WHAT THIS TASK INVOLVES:
Isolate every line in the records below with "block" in it.

[Saved data entries]
....

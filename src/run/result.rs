//! Run outcome record

use regex::Regex;

use crate::error::Result;

/// Result of running a script, uniform across launch modes
///
/// Fields are set once at construction and never change afterwards.
#[derive(Debug, Clone)]
pub struct RunResult {
    /// Exit code of the run
    pub returncode: i32,
    /// Captured standard output
    pub stdout: String,
    /// Captured standard error
    pub stderr: String,
    /// Whether the run exited 0
    pub success: bool,
}

impl RunResult {
    /// Package a finished run; reports itself immediately when
    /// `print_result` is set, for visibility in failure output.
    pub fn new(returncode: i32, stdout: String, stderr: String, print_result: bool) -> Self {
        let result = RunResult {
            success: returncode == 0,
            returncode,
            stdout,
            stderr,
        };
        if print_result {
            result.print();
        }
        result
    }

    /// Write the three-part report (return code, stdout block, stderr
    /// block) to the current standard output.
    pub fn print(&self) {
        println!("# Script return code: {}", self.returncode);
        println!("# Script stdout:\n{}", self.stdout);
        println!("# Script stderr:\n{}", self.stderr);
    }

    /// Whether the captured stdout matches `pattern`
    pub fn stdout_matches(&self, pattern: &str) -> Result<bool> {
        Ok(Regex::new(pattern)?.is_match(&self.stdout))
    }

    /// Whether the captured stderr matches `pattern`
    pub fn stderr_matches(&self, pattern: &str) -> Result<bool> {
        Ok(Regex::new(pattern)?.is_match(&self.stderr))
    }
}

....

RESULT OF THE EXERCISE:
    /// Write the three-part report (return code, stdout block, stderr
    /// block) to the current standard output.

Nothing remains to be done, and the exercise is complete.